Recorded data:

+++++

//! `estate get` and `estate delete`.

use anyhow::Result;

use crate::config::Config;
use crate::db;
use crate::listings::{self, ListingError};
use crate::storage;

pub async fn run_get(config: &Config, id: &str) -> Result<()> {
    let pool = db::connect(config).await?;
    let result = listings::get_listing(&pool, id).await;
    pool.close().await;

    let listing = match result {
        Ok(l) => l,
        Err(ListingError::NotFound(_)) => {
            eprintln!("Error: listing not found: {}", id);
            std::process::exit(1);
        }
        Err(e) => return Err(e.into()),
    };

    let text = |v: &Option<String>| v.clone().unwrap_or_else(|| "-".to_string());
    let num = |v: Option<f64>| v.map(|x| x.to_string()).unwrap_or_else(|| "-".to_string());
    let int = |v: Option<i64>| v.map(|x| x.to_string()).unwrap_or_else(|| "-".to_string());

    println!("--- Listing ---");
    println!("id:             {}", listing.id);
    println!("source_id:      {}", listing.source_id);
    println!("listing_key:    {}", listing.listing_key);
    println!("message_id:     {}", listing.message_id);
    println!("posted_at:      {}", format_ts_iso(listing.posted_at));
    if let Some(ref url) = listing.permalink {
        println!("permalink:      {}", url);
    }
    println!("property_type:  {}", text(&listing.property_type));
    println!(
        "price:          {} {} (usd {})",
        num(listing.price_value),
        text(&listing.price_currency),
        num(listing.price_usd)
    );
    println!("area_m2:        {}", num(listing.area_m2));
    println!(
        "rooms:          {} ({} bedrooms, {} living)",
        text(&listing.rooms_text),
        int(listing.rooms_bedrooms),
        int(listing.rooms_living)
    );
    println!(
        "floor:          {} of {}",
        int(listing.floor),
        int(listing.total_floors)
    );
    println!("condition:      {}", text(&listing.condition_norm));
    println!("address:        {}", text(&listing.address_text));
    println!("building_name:  {}", text(&listing.building_name));
    println!();

    println!("--- Description ---");
    println!("{}", listing.description_raw.as_deref().unwrap_or(""));
    println!();

    println!("--- Images ({}) ---", listing.images.len());
    for image in &listing.images {
        println!("[{}] {}", image.position, image.url);
    }

    Ok(())
}

pub async fn run_delete(config: &Config, id: &str, reason: Option<&str>) -> Result<()> {
    let pool = db::connect(config).await?;
    let store = storage::create_store(&config.storage)?;
    let result = listings::delete_listing(&pool, store.as_ref(), id, reason, Some("cli")).await;
    pool.close().await;

    match result {
        Ok(()) => {
            println!("deleted {}", id);
            println!("ok");
            Ok(())
        }
        Err(ListingError::NotFound(_)) => {
            eprintln!("Error: listing not found: {}", id);
            std::process::exit(1);
        }
        Err(e) => Err(e.into()),
    }
}

fn format_ts_iso(ts: i64) -> String {
    chrono::DateTime::from_timestamp(ts, 0)
        .map(|dt| dt.format("%Y-%m-%dT%H:%M:%SZ").to_string())
        .unwrap_or_else(|| ts.to_string())
}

+++++

**Your goal**
An exact copy of every record is needed.

**Written answer**
//! `estate get` and `estate delete`.

use anyhow::Result;

use crate::config::Config;
use crate::db;
use crate::listings::{self, ListingError};
use crate::storage;

pub async fn run_get(config: &Config, id: &str) -> Result<()> {
    let pool = db::connect(config).await?;
    let result = listings::get_listing(&pool, id).await;
    pool.close().await;

    let listing = match result {
        Ok(l) => l,
        Err(ListingError::NotFound(_)) => {
            eprintln!("Error: listing not found: {}", id);
            std::process::exit(1);
        }
        Err(e) => return Err(e.into()),
    };

    let text = |v: &Option<String>| v.clone().unwrap_or_else(|| "-".to_string());
    let num = |v: Option<f64>| v.map(|x| x.to_string()).unwrap_or_else(|| "-".to_string());
    let int = |v: Option<i64>| v.map(|x| x.to_string()).unwrap_or_else(|| "-".to_string());

    println!("--- Listing ---");
    println!("id:             {}", listing.id);
    println!("source_id:      {}", listing.source_id);
    println!("listing_key:    {}", listing.listing_key);
    println!("message_id:     {}", listing.message_id);
    println!("posted_at:      {}", format_ts_iso(listing.posted_at));
    if let Some(ref url) = listing.permalink {
        println!("permalink:      {}", url);
    }
    println!("property_type:  {}", text(&listing.property_type));
    println!(
        "price:          {} {} (usd {})",
        num(listing.price_value),
        text(&listing.price_currency),
        num(listing.price_usd)
    );
    println!("area_m2:        {}", num(listing.area_m2));
    println!(
        "rooms:          {} ({} bedrooms, {} living)",
        text(&listing.rooms_text),
        int(listing.rooms_bedrooms),
        int(listing.rooms_living)
    );
    println!(
        "floor:          {} of {}",
        int(listing.floor),
        int(listing.total_floors)
    );
    println!("condition:      {}", text(&listing.condition_norm));
    println!("address:        {}", text(&listing.address_text));
    println!("building_name:  {}", text(&listing.building_name));
    println!();

    println!("--- Description ---");
    println!("{}", listing.description_raw.as_deref().unwrap_or(""));
    println!();

    println!("--- Images ({}) ---", listing.images.len());
    for image in &listing.images {
        println!("[{}] {}", image.position, image.url);
    }

    Ok(())
}

pub async fn run_delete(config: &Config, id: &str, reason: Option<&str>) -> Result<()> {
    let pool = db::connect(config).await?;
    let store = storage::create_store(&config.storage)?;
    let result = listings::delete_listing(&pool, store.as_ref(), id, reason, Some("cli")).await;
    pool.close().await;

    match result {
        Ok(()) => {
            println!("deleted {}", id);
            println!("ok");
            Ok(())
        }
        Err(ListingError::NotFound(_)) => {
            eprintln!("Error: listing not found: {}", id);
            std::process::exit(1);
        }
        Err(e) => Err(e.into()),
    }
}

fn format_ts_iso(ts: i64) -> String {
    chrono::DateTime::from_timestamp(ts, 0)
        .map(|dt| dt.format("%Y-%m-%dT%H:%M:%SZ").to_string())
        .unwrap_or_else(|| ts.to_string())
}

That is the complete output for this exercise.